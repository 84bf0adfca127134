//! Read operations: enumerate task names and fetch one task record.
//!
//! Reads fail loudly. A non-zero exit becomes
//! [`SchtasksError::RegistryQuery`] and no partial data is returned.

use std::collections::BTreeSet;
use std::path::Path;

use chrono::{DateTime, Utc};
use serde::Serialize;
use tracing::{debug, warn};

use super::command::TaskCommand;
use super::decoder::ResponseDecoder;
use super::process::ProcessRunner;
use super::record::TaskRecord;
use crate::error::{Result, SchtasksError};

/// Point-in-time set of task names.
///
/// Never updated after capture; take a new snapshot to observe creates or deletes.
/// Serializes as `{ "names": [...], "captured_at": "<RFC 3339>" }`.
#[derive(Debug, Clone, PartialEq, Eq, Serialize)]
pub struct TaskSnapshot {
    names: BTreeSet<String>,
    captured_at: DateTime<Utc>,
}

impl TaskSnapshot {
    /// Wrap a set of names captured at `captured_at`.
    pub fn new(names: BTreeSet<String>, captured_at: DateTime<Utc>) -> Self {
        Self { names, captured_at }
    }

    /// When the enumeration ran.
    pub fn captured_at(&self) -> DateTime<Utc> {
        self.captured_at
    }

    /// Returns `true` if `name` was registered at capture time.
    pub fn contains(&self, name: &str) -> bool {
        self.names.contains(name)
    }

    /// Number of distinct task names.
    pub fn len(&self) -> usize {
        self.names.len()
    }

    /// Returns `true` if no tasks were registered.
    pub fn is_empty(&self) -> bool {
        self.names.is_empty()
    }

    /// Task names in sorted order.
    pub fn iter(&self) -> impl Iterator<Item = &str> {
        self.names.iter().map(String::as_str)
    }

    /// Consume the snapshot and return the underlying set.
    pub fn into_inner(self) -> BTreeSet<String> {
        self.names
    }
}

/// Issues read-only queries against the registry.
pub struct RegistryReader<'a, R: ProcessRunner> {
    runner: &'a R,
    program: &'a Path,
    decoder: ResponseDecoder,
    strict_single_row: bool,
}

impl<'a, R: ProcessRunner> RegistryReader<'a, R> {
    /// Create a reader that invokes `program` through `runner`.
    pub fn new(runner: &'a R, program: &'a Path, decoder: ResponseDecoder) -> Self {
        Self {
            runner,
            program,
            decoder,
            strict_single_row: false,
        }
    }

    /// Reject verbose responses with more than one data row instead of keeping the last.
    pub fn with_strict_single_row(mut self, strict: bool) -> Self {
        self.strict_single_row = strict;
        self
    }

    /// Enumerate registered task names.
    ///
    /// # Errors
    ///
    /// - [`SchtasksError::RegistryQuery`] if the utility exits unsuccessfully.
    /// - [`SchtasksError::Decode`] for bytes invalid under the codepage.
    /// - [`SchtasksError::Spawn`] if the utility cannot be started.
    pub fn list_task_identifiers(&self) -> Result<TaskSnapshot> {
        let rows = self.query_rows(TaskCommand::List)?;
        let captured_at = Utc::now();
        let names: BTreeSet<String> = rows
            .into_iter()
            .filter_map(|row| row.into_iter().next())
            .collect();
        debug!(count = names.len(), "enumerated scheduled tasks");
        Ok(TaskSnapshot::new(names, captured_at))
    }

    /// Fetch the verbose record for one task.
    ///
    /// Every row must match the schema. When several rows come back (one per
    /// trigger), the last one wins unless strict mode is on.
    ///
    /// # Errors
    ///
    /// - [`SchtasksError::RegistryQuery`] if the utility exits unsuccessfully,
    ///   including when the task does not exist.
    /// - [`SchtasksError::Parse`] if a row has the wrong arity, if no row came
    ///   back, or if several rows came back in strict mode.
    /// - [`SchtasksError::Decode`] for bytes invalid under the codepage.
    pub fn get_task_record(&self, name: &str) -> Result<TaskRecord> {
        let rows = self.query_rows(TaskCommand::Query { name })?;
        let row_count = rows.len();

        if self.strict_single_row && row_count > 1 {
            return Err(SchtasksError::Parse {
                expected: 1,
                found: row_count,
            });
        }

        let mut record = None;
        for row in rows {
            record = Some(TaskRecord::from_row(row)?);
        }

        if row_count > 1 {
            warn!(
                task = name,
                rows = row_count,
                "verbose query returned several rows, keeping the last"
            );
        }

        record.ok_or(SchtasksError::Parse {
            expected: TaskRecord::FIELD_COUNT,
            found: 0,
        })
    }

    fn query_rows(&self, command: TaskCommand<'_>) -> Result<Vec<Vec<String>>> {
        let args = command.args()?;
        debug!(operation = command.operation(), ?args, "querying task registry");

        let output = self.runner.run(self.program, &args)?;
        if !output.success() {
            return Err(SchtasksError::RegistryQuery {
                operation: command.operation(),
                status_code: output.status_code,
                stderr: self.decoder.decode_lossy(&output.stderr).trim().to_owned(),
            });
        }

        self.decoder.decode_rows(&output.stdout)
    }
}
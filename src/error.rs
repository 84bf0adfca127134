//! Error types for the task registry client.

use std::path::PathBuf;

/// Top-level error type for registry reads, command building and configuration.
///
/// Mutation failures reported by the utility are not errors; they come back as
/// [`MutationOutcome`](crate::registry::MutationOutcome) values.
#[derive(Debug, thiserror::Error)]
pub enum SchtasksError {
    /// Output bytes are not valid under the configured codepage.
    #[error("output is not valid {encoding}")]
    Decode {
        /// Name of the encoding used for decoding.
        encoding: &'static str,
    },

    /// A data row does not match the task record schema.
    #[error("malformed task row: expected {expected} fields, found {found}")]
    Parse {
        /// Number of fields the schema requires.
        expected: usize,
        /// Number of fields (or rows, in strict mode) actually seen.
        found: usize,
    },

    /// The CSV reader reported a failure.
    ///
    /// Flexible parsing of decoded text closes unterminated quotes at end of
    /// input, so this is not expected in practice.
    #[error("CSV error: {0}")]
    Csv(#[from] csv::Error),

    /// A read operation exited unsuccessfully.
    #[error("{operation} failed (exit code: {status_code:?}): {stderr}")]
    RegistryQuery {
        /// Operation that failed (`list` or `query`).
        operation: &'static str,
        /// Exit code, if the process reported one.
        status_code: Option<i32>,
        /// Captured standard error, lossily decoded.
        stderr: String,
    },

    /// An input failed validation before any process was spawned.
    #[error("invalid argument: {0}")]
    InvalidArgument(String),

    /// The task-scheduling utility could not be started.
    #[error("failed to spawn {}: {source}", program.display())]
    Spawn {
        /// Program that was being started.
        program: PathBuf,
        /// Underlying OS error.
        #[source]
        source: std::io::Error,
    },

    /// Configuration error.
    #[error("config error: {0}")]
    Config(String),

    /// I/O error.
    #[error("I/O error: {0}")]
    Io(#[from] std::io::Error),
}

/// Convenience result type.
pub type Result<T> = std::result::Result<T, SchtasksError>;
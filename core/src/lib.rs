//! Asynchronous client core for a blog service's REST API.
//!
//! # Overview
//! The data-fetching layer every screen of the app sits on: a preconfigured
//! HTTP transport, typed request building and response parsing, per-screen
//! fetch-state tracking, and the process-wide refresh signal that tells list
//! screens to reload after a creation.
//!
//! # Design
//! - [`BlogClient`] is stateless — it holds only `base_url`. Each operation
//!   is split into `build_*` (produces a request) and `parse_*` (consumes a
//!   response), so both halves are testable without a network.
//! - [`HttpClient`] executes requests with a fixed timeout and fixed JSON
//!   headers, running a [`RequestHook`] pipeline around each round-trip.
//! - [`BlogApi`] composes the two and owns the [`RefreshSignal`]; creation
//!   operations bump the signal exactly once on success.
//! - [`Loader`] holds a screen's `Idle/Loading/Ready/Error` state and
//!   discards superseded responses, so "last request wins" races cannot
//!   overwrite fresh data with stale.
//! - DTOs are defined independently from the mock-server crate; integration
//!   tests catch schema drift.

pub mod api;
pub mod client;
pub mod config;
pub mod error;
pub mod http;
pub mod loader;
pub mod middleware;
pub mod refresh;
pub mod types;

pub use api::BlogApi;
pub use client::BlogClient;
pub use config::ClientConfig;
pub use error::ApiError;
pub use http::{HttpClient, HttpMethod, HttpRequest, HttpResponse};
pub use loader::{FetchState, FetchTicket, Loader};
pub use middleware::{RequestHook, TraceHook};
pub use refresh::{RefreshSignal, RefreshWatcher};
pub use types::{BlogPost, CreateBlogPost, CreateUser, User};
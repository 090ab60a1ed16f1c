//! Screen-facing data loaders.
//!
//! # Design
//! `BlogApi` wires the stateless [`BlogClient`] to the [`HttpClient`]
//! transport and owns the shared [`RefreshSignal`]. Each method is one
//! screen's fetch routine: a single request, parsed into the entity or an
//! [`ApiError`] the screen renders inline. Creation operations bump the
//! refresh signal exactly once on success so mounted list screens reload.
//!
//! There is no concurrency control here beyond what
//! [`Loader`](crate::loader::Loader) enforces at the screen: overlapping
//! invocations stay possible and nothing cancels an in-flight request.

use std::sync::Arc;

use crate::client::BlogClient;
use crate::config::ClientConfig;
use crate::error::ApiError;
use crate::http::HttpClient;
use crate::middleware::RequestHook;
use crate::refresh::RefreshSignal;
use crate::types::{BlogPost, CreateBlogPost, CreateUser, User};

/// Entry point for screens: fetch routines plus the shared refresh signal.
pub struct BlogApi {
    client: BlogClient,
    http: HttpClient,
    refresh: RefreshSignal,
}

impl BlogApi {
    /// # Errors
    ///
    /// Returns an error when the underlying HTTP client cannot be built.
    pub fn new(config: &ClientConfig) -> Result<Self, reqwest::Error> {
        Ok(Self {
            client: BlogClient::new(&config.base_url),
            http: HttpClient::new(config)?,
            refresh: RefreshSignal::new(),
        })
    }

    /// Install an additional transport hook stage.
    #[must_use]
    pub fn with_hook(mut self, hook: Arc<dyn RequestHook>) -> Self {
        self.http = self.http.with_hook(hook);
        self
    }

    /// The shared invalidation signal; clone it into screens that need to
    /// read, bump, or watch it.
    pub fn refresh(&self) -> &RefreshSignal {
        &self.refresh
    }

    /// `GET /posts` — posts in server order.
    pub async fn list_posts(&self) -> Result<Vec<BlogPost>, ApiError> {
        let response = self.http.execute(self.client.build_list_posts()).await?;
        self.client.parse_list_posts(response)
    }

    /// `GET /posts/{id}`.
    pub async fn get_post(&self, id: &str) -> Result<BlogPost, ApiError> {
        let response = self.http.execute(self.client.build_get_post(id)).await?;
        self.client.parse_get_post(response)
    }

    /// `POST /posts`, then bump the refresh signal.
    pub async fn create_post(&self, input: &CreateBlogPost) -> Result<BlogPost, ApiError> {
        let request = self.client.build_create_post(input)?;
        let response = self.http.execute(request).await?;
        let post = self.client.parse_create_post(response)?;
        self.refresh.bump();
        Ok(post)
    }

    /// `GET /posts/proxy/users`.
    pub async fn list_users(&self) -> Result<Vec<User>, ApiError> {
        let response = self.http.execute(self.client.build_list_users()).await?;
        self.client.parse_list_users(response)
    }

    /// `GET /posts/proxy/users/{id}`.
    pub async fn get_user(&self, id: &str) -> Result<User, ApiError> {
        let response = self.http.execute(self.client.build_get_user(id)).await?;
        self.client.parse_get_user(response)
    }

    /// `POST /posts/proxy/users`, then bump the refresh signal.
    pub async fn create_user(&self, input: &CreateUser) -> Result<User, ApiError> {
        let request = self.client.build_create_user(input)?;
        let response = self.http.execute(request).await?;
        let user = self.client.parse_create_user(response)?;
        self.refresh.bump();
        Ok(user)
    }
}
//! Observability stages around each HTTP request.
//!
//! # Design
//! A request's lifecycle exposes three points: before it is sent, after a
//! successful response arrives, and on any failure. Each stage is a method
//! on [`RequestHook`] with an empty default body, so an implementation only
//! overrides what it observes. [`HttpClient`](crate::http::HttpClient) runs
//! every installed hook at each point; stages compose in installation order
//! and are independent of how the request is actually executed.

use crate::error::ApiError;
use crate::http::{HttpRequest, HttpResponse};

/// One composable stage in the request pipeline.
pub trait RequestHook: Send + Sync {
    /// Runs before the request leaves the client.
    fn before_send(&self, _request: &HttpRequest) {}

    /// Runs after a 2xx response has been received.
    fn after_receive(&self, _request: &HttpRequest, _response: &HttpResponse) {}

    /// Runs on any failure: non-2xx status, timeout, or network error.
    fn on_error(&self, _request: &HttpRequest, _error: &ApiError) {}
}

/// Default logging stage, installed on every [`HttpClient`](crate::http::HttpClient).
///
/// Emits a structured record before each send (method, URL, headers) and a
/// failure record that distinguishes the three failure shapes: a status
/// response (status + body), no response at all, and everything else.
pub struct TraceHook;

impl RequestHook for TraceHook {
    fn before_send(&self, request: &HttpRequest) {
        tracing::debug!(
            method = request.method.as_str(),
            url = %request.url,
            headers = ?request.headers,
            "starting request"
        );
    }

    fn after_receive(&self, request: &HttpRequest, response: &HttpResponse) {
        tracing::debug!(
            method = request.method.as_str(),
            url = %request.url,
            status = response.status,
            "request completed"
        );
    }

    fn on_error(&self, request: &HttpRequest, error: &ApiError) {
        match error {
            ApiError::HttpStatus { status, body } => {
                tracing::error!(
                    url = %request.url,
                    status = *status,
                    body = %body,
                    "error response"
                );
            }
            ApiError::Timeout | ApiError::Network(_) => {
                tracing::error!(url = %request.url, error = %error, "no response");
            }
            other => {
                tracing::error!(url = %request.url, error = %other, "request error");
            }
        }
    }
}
--
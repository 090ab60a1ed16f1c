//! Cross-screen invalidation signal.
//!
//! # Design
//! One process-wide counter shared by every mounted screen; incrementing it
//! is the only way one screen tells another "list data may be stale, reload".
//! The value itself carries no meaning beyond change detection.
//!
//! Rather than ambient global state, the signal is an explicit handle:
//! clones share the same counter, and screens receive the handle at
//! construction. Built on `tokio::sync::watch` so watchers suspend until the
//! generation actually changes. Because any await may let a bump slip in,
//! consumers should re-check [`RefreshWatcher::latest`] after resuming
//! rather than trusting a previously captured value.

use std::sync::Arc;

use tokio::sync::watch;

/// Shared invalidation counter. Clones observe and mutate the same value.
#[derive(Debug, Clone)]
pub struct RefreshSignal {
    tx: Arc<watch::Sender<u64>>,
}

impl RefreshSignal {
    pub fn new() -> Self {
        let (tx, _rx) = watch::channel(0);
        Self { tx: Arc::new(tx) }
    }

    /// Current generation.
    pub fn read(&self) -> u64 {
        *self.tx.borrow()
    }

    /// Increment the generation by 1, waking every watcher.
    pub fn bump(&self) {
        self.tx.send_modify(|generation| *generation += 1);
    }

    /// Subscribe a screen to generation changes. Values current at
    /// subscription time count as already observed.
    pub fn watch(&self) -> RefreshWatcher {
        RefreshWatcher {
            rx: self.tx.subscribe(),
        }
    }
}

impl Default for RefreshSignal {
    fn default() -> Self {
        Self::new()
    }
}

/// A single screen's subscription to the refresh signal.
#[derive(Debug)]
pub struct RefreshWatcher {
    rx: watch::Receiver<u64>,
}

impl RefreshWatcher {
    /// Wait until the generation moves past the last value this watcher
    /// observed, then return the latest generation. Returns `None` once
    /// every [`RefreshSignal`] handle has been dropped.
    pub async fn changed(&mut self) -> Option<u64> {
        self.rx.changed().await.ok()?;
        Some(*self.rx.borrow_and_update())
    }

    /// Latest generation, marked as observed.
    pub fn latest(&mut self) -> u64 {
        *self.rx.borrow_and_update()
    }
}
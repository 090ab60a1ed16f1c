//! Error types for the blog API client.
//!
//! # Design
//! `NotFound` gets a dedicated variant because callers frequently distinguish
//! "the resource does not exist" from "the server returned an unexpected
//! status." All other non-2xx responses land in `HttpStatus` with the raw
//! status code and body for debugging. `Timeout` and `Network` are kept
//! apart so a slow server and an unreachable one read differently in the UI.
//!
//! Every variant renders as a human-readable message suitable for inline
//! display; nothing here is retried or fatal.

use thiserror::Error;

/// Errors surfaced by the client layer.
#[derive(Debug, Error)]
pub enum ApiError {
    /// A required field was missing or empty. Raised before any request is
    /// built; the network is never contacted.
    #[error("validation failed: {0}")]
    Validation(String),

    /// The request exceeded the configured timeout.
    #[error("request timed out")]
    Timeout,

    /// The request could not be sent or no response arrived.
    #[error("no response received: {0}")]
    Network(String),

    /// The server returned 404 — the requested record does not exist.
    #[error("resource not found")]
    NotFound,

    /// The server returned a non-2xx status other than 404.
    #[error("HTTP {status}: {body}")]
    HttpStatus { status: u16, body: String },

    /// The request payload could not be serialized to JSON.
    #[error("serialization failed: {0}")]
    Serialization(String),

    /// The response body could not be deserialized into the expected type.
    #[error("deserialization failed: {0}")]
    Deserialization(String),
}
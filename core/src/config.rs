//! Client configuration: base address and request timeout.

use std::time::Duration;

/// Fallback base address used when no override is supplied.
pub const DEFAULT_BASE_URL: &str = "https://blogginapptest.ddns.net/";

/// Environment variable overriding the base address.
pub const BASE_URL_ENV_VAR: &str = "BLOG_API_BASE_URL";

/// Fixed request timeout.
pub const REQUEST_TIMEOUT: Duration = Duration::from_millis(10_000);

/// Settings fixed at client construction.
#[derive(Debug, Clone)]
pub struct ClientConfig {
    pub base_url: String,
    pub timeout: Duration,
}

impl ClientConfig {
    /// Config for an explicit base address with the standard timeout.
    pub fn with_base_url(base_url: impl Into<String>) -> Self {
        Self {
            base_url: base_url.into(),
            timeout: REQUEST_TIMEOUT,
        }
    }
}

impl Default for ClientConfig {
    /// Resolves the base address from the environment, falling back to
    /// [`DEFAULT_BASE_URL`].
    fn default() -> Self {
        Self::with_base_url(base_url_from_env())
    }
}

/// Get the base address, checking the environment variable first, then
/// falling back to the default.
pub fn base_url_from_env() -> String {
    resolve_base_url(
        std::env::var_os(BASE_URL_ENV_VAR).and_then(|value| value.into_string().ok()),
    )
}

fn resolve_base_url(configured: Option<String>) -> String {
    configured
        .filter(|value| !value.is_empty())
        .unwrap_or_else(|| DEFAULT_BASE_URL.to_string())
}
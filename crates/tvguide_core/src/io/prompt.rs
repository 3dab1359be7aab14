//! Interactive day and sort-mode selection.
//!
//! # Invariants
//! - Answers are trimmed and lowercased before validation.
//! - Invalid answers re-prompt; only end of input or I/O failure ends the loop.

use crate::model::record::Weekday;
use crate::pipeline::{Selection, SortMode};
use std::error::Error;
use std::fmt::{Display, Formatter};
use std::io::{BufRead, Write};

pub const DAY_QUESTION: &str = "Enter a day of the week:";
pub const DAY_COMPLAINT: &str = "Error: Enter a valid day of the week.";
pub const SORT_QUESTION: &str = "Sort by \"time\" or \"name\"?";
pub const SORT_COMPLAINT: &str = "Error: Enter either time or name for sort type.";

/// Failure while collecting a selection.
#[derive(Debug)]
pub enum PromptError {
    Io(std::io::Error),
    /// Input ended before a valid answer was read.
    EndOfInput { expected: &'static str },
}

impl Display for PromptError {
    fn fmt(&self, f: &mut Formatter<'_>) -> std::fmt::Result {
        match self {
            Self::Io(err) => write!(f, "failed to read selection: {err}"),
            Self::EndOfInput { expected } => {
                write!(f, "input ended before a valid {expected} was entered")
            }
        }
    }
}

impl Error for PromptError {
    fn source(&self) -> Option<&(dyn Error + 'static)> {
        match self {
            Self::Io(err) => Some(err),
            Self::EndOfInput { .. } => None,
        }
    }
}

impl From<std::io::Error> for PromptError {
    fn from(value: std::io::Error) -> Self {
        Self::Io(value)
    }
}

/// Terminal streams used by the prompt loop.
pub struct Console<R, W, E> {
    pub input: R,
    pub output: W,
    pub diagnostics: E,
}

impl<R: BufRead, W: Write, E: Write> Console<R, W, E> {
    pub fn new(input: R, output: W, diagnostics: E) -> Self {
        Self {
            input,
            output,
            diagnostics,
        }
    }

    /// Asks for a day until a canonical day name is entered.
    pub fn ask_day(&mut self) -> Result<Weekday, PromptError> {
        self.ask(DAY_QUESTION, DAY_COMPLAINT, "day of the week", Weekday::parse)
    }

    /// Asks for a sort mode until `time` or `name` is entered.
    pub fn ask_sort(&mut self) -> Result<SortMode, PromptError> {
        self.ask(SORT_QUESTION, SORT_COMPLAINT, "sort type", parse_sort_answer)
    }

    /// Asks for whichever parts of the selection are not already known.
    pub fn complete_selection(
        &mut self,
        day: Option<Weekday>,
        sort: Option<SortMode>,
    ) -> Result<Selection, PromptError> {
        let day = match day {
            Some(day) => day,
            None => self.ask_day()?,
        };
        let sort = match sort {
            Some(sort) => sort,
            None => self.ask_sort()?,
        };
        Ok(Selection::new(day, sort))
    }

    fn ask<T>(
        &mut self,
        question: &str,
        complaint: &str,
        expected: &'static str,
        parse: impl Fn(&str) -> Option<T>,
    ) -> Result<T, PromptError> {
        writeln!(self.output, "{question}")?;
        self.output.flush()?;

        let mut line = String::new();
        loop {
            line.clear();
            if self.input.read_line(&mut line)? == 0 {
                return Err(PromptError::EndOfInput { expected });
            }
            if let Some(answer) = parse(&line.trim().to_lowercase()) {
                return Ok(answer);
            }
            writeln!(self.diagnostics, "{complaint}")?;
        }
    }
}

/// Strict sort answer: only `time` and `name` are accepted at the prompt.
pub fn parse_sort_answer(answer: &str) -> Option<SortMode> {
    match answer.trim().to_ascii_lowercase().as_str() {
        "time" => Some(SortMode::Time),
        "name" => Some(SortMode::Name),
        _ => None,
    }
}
--
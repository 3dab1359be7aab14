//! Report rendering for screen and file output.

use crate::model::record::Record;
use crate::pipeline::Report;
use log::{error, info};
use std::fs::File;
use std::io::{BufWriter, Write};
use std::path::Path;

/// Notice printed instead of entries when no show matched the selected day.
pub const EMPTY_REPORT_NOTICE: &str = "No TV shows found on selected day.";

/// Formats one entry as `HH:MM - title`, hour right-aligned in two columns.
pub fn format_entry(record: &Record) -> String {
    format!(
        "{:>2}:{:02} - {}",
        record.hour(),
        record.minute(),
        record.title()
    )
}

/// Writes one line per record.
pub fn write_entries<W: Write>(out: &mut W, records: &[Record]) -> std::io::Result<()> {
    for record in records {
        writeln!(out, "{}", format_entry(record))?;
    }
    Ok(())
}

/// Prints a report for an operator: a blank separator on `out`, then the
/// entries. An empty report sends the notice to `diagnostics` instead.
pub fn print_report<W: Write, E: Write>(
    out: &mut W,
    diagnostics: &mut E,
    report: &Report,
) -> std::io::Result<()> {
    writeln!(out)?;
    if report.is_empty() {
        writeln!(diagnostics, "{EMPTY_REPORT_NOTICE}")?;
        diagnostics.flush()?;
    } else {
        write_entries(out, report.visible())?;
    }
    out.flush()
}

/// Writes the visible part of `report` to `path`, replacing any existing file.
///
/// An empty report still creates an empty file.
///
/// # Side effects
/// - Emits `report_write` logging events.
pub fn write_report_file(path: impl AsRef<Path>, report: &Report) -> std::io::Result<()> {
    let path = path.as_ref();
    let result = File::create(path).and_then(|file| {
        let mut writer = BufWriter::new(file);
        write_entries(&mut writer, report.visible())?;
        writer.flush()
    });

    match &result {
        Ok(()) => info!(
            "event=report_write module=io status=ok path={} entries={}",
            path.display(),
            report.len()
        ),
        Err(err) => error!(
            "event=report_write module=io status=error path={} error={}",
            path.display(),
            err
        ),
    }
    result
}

§ ACTION ITEM
List each line in the listing that contains the string "registered".

§ SOLUTION TO THE EXERCISE
    /// Returns `true` if `name` was registered at capture time.
    /// Returns `true` if no tasks were registered.
    /// Enumerate registered task names.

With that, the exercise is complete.